Paris, Texas (1984)


Wim Wenders’ masterpiece Paris, Texas arrives on Blu-ray this week and it remains a truly unique, haunting and affecting movie from the German director.

The film starts with a dazed and confused man, who we later learn is called Travis (Harry Dean Stanton), emerging from the barren desert wilderness of Texas before collapsing at a truck stop in need of medical attention. His brother Walt (Dean Stockwell) is contacted and drives from LA to pick Travis up and bring him home. Travis has been missing for four years and appears unaware of who he is and what has happened to him. As they drive home, Walt explains to Travis that he had a wife and child who he walked out on. A consequence of his leaving was that his wife, Jane (Nastassja Kinski) felt unable to raise a child alone and so Hunter (Hunter Carson) was brought up by Walt and his wife Anne (Aurore Clement).

The plot from this point on is a simple one. Travis slowly opens up to his family and begins to bond with his son. Clearly still hiding the source of his grief and unable to relax in normal family environment, Travis cuts a shell-shocked figure at times. Eventually however, he earns Hunter’s trust and the two set off in search of Jane.

The film builds towards a reunion between Travis and Jane and the full explanation as to why Travis chose to walk out on her and Hunter. The exact reason for which I won’t spoil here, but the captivating scene where Travis, having tracked her down to a seedy peep-show where she strips for a living, finally expresses his regret and sorrow to Jane is an incredibly poignant moment and one which ultimately proves the perfect pay off to Travis’ journey.

So many elements add up to make Paris, Texas the wonderful movie that it is. Director Wim Wenders created a movie that is part drama, part living dream. The sumptuous visuals blend eye-catching American landscapes with moments of quintessential Americana, such as roadside diners, endless highways and railways. On Blu-ray especially, the film’s colour pallet is truly stunning with the deep blue skies and dusty orange backdrops really popping out of the screen. Wenders, a native German lest we forget, captures the spirit of an American road movie like few others have managed. The sense of alienation offered by the vastness of the American desert is offset by the beauty and majesty to be found in the freedom of the road.

Robby Muller also deserves praise for the outstanding cinematography and likewise Sam Shepard for his refreshingly real and aptly philosophical screenplay. A special mention must also be given to Ry Cooder’s slide-guitar soundtrack with captures the ethereal and melancholy tone of the film perfectly.

While the whole cast is pitch perfect, it’s Harry Dean Stanton’s wounded Travis who is absolutely the stand out performance. Stanton’s portrayal of a man on a personal journey, shifting from being so shrouded in grief he can barely talk to a tortured yet determined man, is simply superb. Towards the film’s end, Stanton delivers a monologue to Jane in the seclusion of one of her strip cub booths in which he regales her with a touching story about a certain man and a girl and what eventually drove them apart. The longing and regret present in his voice is mesmerising, just as the realisation and heartbreak is on Jane’s face when she figures out who is on the other side of the one-way mirror.
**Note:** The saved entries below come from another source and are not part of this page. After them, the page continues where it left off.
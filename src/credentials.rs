//! # Credential Handling
//!
//! Salt generation, salted SHA-256 password digests, verification and secure
//! password generation.
//!
//! Salts are 16 bytes from the operating system's CSPRNG, Base64 encoded.
//! Digests are `SHA-256(salt_text || password)`, Base64 encoded. Verification
//! recomputes the digest and compares in constant time.

use base64::engine::general_purpose::STANDARD as BASE64;
use base64::Engine as _;
use rand::rngs::OsRng;
use rand::seq::SliceRandom;
use rand::{Rng, RngCore};
use sha2::{Digest, Sha256};
use std::fmt;
use subtle::ConstantTimeEq;

use crate::constants::credentials::{
    ACCEPTED_SYMBOLS, DIGITS, GENERATED_PASSWORD_LENGTH, LOWERCASE, MIN_PASSWORD_LENGTH,
    SALT_BYTES, SYMBOLS, UPPERCASE,
};

/// Text-encoded random salt
#[derive(Clone, PartialEq, Eq)]
pub struct Salt(String);

impl Salt {
    /// Wrap an existing encoded salt, e.g. one read back from the store
    pub fn from_encoded(encoded: impl Into<String>) -> Self {
        Self(encoded.into())
    }

    pub fn as_str(&self) -> &str {
        &self.0
    }
}

impl fmt::Debug for Salt {
    fn fmt(&self, f: &mut fmt::Formatter<'_>) -> fmt::Result {
        f.write_str("Salt([REDACTED])")
    }
}

/// Base64 SHA-256 digest of a salted password
#[derive(Clone, PartialEq, Eq)]
pub struct PasswordDigest(String);

impl PasswordDigest {
    pub fn from_encoded(encoded: impl Into<String>) -> Self {
        Self(encoded.into())
    }

    pub fn as_str(&self) -> &str {
        &self.0
    }
}

impl fmt::Debug for PasswordDigest {
    fn fmt(&self, f: &mut fmt::Formatter<'_>) -> fmt::Result {
        f.write_str("PasswordDigest([REDACTED])")
    }
}

/// Stateless credential hasher.
///
/// Every random value comes from [`OsRng`]; nothing here accepts a seed.
#[derive(Debug, Clone, Copy, Default)]
pub struct CredentialHasher;

impl CredentialHasher {
    pub fn new() -> Self {
        Self
    }

    /// Generate a fresh 16-byte salt
    pub fn generate_salt(&self) -> Salt {
        let mut bytes = [0u8; SALT_BYTES];
        OsRng.fill_bytes(&mut bytes);
        Salt(BASE64.encode(bytes))
    }

    /// Digest `password` bound to `salt`
    pub fn hash(&self, password: &str, salt: &Salt) -> PasswordDigest {
        let mut hasher = Sha256::new();
        hasher.update(salt.as_str().as_bytes());
        hasher.update(password.as_bytes());
        PasswordDigest(BASE64.encode(hasher.finalize()))
    }

    /// Recompute the digest for `password` and compare it with `digest`.
    ///
    /// The comparison is constant-time over the encoded digests; digests of
    /// different length compare unequal without inspecting content.
    pub fn verify(&self, password: &str, digest: &PasswordDigest, salt: &Salt) -> bool {
        let candidate = self.hash(password, salt);
        candidate
            .as_str()
            .as_bytes()
            .ct_eq(digest.as_str().as_bytes())
            .into()
    }

    /// Generate a 12-character password containing every character class.
    ///
    /// One character is drawn from each class, the rest uniformly from the full
    /// alphabet, then the whole buffer is shuffled (Fisher-Yates) so the
    /// guaranteed classes carry no positional signal.
    pub fn generate_secure_password(&self) -> String {
        let mut rng = OsRng;
        let alphabet: Vec<u8> = [UPPERCASE, LOWERCASE, DIGITS, SYMBOLS].concat();

        let mut password = Vec::with_capacity(GENERATED_PASSWORD_LENGTH);
        for class in [UPPERCASE, LOWERCASE, DIGITS, SYMBOLS] {
            password.push(class[rng.gen_range(0..class.len())]);
        }
        while password.len() < GENERATED_PASSWORD_LENGTH {
            password.push(alphabet[rng.gen_range(0..alphabet.len())]);
        }
        password.shuffle(&mut rng);

        // Every byte comes from an ASCII table
        password.into_iter().map(char::from).collect()
    }

    /// True when `password` is at least 8 characters and has an uppercase
    /// letter, a lowercase letter, a digit and a symbol.
    pub fn is_valid_password(&self, password: &str) -> bool {
        if password.chars().count() < MIN_PASSWORD_LENGTH {
            return false;
        }

        let has_upper = password.chars().any(|c| c.is_ascii_uppercase());
        let has_lower = password.chars().any(|c| c.is_ascii_lowercase());
        let has_digit = password.chars().any(|c| c.is_ascii_digit());
        let has_symbol = password.chars().any(|c| ACCEPTED_SYMBOLS.contains(c));

        has_upper && has_lower && has_digit && has_symbol
    }
}

/// Mask a secret for logging: first and last character around `***`.
///
/// Secrets of two characters or fewer are fully masked.
pub fn mask_secret(secret: &str) -> String {
    let chars: Vec<char> = secret.chars().collect();
    if chars.len() <= 2 {
        return "***".to_string();
    }
    format!("{}***{}", chars[0], chars[chars.len() - 1])
}

#[cfg(test)]
mod tests {
    use super::*;

    #[test]
    fn test_hash_is_deterministic_for_fixed_salt() {
        let hasher = CredentialHasher::new();
        let salt = Salt::from_encoded("c2FsdHNhbHRzYWx0c2FsdA==");
        assert_eq!(hasher.hash("Secret#123", &salt), hasher.hash("Secret#123", &salt));
    }

    #[test]
    fn test_hash_matches_known_construction() {
        // SHA-256("salt" || "password"), Base64
        let hasher = CredentialHasher::new();
        let digest = hasher.hash("password", &Salt::from_encoded("salt"));
        assert_eq!(
            digest.as_str(),
            "E2Ab2k6njlWge5iGbSvmvgdE44ZvE8AMgRyrYIoo8yI="
        );
    }

    #[test]
    fn test_different_salts_produce_different_digests() {
        let hasher = CredentialHasher::new();
        let first = hasher.generate_salt();
        let second = hasher.generate_salt();
        assert_ne!(first, second);
        assert_ne!(hasher.hash("Secret#123", &first), hasher.hash("Secret#123", &second));
    }

    #[test]
    fn test_salt_encodes_sixteen_bytes() {
        let salt = CredentialHasher::new().generate_salt();
        let decoded = BASE64.decode(salt.as_str()).expect("salt is valid base64");
        assert_eq!(decoded.len(), SALT_BYTES);
    }

    #[test]
    fn test_verify_accepts_matching_and_rejects_other_password() {
        let hasher = CredentialHasher::new();
        let salt = hasher.generate_salt();
        let digest = hasher.hash("Correct#Horse1", &salt);

        assert!(hasher.verify("Correct#Horse1", &digest, &salt));
        assert!(!hasher.verify("Correct#Horse2", &digest, &salt));
        assert!(!hasher.verify("Correct#Horse1", &digest, &hasher.generate_salt()));
    }

    #[test]
    fn test_verify_rejects_truncated_digest() {
        let hasher = CredentialHasher::new();
        let salt = hasher.generate_salt();
        let digest = hasher.hash("Correct#Horse1", &salt);
        let truncated = PasswordDigest::from_encoded(&digest.as_str()[..10]);
        assert!(!hasher.verify("Correct#Horse1", &truncated, &salt));
    }

    #[test]
    fn test_generated_password_shape() {
        let hasher = CredentialHasher::new();
        for _ in 0..200 {
            let password = hasher.generate_secure_password();
            assert_eq!(password.len(), GENERATED_PASSWORD_LENGTH);
            assert!(hasher.is_valid_password(&password), "invalid: {password}");
            assert!(password.bytes().all(|b| b.is_ascii_graphic()));
        }
    }

    #[test]
    fn test_password_validation_rules() {
        let hasher = CredentialHasher::new();
        assert!(hasher.is_valid_password("Abcdef1!"));
        assert!(!hasher.is_valid_password("Abcde1!"), "too short");
        assert!(!hasher.is_valid_password("abcdefg1!"), "no uppercase");
        assert!(!hasher.is_valid_password("ABCDEFG1!"), "no lowercase");
        assert!(!hasher.is_valid_password("Abcdefgh!"), "no digit");
        assert!(!hasher.is_valid_password("Abcdefgh1"), "no symbol");
        assert!(!hasher.is_valid_password(""));
    }

    #[test]
    fn test_mask_secret() {
        assert_eq!(mask_secret(""), "***");
        assert_eq!(mask_secret("ab"), "***");
        assert_eq!(mask_secret("hunter2"), "h***2");
    }

    #[test]
    fn test_debug_output_is_redacted() {
        let hasher = CredentialHasher::new();
        let salt = hasher.generate_salt();
        let digest = hasher.hash("Secret#123", &salt);
        assert!(!format!("{salt:?}").contains(salt.as_str()));
        assert!(!format!("{digest:?}").contains(digest.as_str()));
    }
}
Travis’ journey is both a physical and an emotional one. In both cases he is a perennial outsider. Struggling to leave the wilderness behind and enter into civilised family life, he also remains forever withdrawn and so overwhelmed with sadness his final destination remains unclear.

Paris, Texas is a majestic and unforgettable film which lingers with you long after a perfectly measured ending brings Wenders’ landmark road movie to a close.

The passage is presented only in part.